Directions
All entries must be given again in full, exactly as they were supplied.

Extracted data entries
----------------

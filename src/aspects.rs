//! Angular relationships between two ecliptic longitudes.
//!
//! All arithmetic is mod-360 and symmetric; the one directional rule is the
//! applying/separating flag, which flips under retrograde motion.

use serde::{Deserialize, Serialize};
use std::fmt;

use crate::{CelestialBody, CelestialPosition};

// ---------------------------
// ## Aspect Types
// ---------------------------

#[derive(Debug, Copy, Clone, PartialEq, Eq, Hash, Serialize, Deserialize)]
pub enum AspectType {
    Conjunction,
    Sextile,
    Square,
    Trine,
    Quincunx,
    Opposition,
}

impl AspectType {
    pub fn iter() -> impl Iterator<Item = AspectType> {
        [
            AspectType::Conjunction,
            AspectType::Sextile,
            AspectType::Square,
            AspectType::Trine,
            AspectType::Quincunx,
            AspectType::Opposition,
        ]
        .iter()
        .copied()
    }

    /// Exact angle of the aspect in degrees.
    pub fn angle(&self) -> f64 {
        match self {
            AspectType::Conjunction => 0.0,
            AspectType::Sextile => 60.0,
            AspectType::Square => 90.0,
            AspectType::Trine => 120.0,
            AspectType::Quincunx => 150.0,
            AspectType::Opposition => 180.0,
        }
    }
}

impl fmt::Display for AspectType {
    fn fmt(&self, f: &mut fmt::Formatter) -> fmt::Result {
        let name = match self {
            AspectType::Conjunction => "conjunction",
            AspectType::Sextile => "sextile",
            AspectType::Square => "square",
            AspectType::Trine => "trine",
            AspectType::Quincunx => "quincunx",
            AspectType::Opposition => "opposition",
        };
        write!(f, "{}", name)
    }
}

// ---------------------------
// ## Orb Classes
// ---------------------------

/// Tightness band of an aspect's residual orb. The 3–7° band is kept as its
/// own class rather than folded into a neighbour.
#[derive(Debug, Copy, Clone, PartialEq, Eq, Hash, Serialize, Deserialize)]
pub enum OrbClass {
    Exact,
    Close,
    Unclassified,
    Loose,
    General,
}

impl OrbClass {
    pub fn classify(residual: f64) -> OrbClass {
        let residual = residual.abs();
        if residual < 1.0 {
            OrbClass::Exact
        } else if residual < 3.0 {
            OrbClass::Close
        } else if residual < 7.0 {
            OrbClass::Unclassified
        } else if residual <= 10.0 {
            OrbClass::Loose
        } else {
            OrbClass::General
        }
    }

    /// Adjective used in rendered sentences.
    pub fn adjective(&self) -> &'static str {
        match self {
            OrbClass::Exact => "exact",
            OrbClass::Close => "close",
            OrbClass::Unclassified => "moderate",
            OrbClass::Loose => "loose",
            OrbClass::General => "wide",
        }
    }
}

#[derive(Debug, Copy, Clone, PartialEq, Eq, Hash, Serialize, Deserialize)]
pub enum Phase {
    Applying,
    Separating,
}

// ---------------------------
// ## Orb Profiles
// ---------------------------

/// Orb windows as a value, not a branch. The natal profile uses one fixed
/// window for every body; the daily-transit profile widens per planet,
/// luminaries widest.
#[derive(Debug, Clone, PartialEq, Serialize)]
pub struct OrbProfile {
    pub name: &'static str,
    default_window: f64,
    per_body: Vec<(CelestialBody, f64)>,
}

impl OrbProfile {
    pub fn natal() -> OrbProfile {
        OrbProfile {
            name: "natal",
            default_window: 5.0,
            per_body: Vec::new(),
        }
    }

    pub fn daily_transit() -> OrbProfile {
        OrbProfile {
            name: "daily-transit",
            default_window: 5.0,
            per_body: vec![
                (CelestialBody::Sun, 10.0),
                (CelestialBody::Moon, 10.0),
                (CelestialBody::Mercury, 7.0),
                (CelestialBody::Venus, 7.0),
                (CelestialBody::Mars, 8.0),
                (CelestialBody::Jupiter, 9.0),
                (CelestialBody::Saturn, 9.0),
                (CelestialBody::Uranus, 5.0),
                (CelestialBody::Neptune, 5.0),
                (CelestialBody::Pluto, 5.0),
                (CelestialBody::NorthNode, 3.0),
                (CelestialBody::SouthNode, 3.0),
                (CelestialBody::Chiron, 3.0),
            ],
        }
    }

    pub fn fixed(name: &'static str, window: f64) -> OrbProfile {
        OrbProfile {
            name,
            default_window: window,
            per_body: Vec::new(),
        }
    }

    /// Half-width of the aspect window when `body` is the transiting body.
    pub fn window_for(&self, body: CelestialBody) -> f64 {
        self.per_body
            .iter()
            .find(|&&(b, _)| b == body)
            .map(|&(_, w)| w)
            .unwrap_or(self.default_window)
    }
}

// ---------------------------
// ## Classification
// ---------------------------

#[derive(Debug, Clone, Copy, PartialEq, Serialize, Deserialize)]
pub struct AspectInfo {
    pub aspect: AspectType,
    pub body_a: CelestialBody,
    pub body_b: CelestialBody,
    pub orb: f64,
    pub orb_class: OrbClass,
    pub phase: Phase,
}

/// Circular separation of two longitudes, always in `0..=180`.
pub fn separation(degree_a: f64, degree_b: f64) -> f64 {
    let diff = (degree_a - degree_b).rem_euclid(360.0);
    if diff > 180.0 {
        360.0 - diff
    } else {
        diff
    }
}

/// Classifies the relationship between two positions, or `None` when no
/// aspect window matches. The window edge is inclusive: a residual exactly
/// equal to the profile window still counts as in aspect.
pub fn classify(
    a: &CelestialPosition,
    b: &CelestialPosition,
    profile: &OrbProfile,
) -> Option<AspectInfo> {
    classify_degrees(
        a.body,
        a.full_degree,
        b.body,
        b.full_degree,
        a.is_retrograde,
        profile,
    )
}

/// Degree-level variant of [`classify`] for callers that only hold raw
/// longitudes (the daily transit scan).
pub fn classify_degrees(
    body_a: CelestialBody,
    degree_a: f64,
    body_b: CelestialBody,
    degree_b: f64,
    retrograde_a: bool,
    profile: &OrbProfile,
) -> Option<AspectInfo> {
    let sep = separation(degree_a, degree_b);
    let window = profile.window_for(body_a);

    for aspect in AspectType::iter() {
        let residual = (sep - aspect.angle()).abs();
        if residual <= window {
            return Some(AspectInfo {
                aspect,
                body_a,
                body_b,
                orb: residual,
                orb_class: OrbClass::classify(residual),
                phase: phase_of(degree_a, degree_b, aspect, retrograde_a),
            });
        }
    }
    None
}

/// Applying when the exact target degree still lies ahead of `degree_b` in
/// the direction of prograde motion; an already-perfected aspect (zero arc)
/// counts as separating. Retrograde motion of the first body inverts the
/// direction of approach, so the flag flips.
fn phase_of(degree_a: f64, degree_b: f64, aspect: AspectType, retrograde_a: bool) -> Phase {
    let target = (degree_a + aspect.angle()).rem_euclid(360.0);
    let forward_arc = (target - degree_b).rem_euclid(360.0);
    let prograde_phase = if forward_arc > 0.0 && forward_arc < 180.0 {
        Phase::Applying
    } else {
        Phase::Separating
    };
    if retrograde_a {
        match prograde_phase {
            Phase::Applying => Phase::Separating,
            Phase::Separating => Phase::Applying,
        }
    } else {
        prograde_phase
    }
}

----------------

Solution to this exercise
filename src/aspects.rs
//! Angular relationships between two ecliptic longitudes.
//!
//! All arithmetic is mod-360 and symmetric; the one directional rule is the
//! applying/separating flag, which flips under retrograde motion.

use serde::{Deserialize, Serialize};
use std::fmt;

use crate::{CelestialBody, CelestialPosition};

// ---------------------------
// ## Aspect Types
// ---------------------------

#[derive(Debug, Copy, Clone, PartialEq, Eq, Hash, Serialize, Deserialize)]
pub enum AspectType {
    Conjunction,
    Sextile,
    Square,
    Trine,
    Quincunx,
    Opposition,
}

impl AspectType {
    pub fn iter() -> impl Iterator<Item = AspectType> {
        [
            AspectType::Conjunction,
            AspectType::Sextile,
            AspectType::Square,
            AspectType::Trine,
            AspectType::Quincunx,
            AspectType::Opposition,
        ]
        .iter()
        .copied()
    }

    /// Exact angle of the aspect in degrees.
    pub fn angle(&self) -> f64 {
        match self {
            AspectType::Conjunction => 0.0,
            AspectType::Sextile => 60.0,
            AspectType::Square => 90.0,
            AspectType::Trine => 120.0,
            AspectType::Quincunx => 150.0,
            AspectType::Opposition => 180.0,
        }
    }
}

impl fmt::Display for AspectType {
    fn fmt(&self, f: &mut fmt::Formatter) -> fmt::Result {
        let name = match self {
            AspectType::Conjunction => "conjunction",
            AspectType::Sextile => "sextile",
            AspectType::Square => "square",
            AspectType::Trine => "trine",
            AspectType::Quincunx => "quincunx",
            AspectType::Opposition => "opposition",
        };
        write!(f, "{}", name)
    }
}

// ---------------------------
// ## Orb Classes
// ---------------------------

/// Tightness band of an aspect's residual orb. The 3–7° band is kept as its
/// own class rather than folded into a neighbour.
#[derive(Debug, Copy, Clone, PartialEq, Eq, Hash, Serialize, Deserialize)]
pub enum OrbClass {
    Exact,
    Close,
    Unclassified,
    Loose,
    General,
}

impl OrbClass {
    pub fn classify(residual: f64) -> OrbClass {
        let residual = residual.abs();
        if residual < 1.0 {
            OrbClass::Exact
        } else if residual < 3.0 {
            OrbClass::Close
        } else if residual < 7.0 {
            OrbClass::Unclassified
        } else if residual <= 10.0 {
            OrbClass::Loose
        } else {
            OrbClass::General
        }
    }

    /// Adjective used in rendered sentences.
    pub fn adjective(&self) -> &'static str {
        match self {
            OrbClass::Exact => "exact",
            OrbClass::Close => "close",
            OrbClass::Unclassified => "moderate",
            OrbClass::Loose => "loose",
            OrbClass::General => "wide",
        }
    }
}

#[derive(Debug, Copy, Clone, PartialEq, Eq, Hash, Serialize, Deserialize)]
pub enum Phase {
    Applying,
    Separating,
}

// ---------------------------
// ## Orb Profiles
// ---------------------------

/// Orb windows as a value, not a branch. The natal profile uses one fixed
/// window for every body; the daily-transit profile widens per planet,
/// luminaries widest.
#[derive(Debug, Clone, PartialEq, Serialize)]
pub struct OrbProfile {
    pub name: &'static str,
    default_window: f64,
    per_body: Vec<(CelestialBody, f64)>,
}

impl OrbProfile {
    pub fn natal() -> OrbProfile {
        OrbProfile {
            name: "natal",
            default_window: 5.0,
            per_body: Vec::new(),
        }
    }

    pub fn daily_transit() -> OrbProfile {
        OrbProfile {
            name: "daily-transit",
            default_window: 5.0,
            per_body: vec![
                (CelestialBody::Sun, 10.0),
                (CelestialBody::Moon, 10.0),
                (CelestialBody::Mercury, 7.0),
                (CelestialBody::Venus, 7.0),
                (CelestialBody::Mars, 8.0),
                (CelestialBody::Jupiter, 9.0),
                (CelestialBody::Saturn, 9.0),
                (CelestialBody::Uranus, 5.0),
                (CelestialBody::Neptune, 5.0),
                (CelestialBody::Pluto, 5.0),
                (CelestialBody::NorthNode, 3.0),
                (CelestialBody::SouthNode, 3.0),
                (CelestialBody::Chiron, 3.0),
            ],
        }
    }

    pub fn fixed(name: &'static str, window: f64) -> OrbProfile {
        OrbProfile {
            name,
            default_window: window,
            per_body: Vec::new(),
        }
    }

    /// Half-width of the aspect window when `body` is the transiting body.
    pub fn window_for(&self, body: CelestialBody) -> f64 {
        self.per_body
            .iter()
            .find(|&&(b, _)| b == body)
            .map(|&(_, w)| w)
            .unwrap_or(self.default_window)
    }
}

// ---------------------------
// ## Classification
// ---------------------------

#[derive(Debug, Clone, Copy, PartialEq, Serialize, Deserialize)]
pub struct AspectInfo {
    pub aspect: AspectType,
    pub body_a: CelestialBody,
    pub body_b: CelestialBody,
    pub orb: f64,
    pub orb_class: OrbClass,
    pub phase: Phase,
}

/// Circular separation of two longitudes, always in `0..=180`.
pub fn separation(degree_a: f64, degree_b: f64) -> f64 {
    let diff = (degree_a - degree_b).rem_euclid(360.0);
    if diff > 180.0 {
        360.0 - diff
    } else {
        diff
    }
}

/// Classifies the relationship between two positions, or `None` when no
/// aspect window matches. The window edge is inclusive: a residual exactly
/// equal to the profile window still counts as in aspect.
pub fn classify(
    a: &CelestialPosition,
    b: &CelestialPosition,
    profile: &OrbProfile,
) -> Option<AspectInfo> {
    classify_degrees(
        a.body,
        a.full_degree,
        b.body,
        b.full_degree,
        a.is_retrograde,
        profile,
    )
}

/// Degree-level variant of [`classify`] for callers that only hold raw
/// longitudes (the daily transit scan).
pub fn classify_degrees(
    body_a: CelestialBody,
    degree_a: f64,
    body_b: CelestialBody,
    degree_b: f64,
    retrograde_a: bool,
    profile: &OrbProfile,
) -> Option<AspectInfo> {
    let sep = separation(degree_a, degree_b);
    let window = profile.window_for(body_a);

    for aspect in AspectType::iter() {
        let residual = (sep - aspect.angle()).abs();
        if residual <= window {
            return Some(AspectInfo {
                aspect,
                body_a,
                body_b,
                orb: residual,
                orb_class: OrbClass::classify(residual),
                phase: phase_of(degree_a, degree_b, aspect, retrograde_a),
            });
        }
    }
    None
}

/// Applying when the exact target degree still lies ahead of `degree_b` in
/// the direction of prograde motion; an already-perfected aspect (zero arc)
/// counts as separating. Retrograde motion of the first body inverts the
/// direction of approach, so the flag flips.
fn phase_of(degree_a: f64, degree_b: f64, aspect: AspectType, retrograde_a: bool) -> Phase {
    let target = (degree_a + aspect.angle()).rem_euclid(360.0);
    let forward_arc = (target - degree_b).rem_euclid(360.0);
    let prograde_phase = if forward_arc > 0.0 && forward_arc < 180.0 {
        Phase::Applying
    } else {
        Phase::Separating
    };
    if retrograde_a {
        match prograde_phase {
            Phase::Applying => Phase::Separating,
            Phase::Separating => Phase::Applying,
        }
    } else {
        prograde_phase
    }
}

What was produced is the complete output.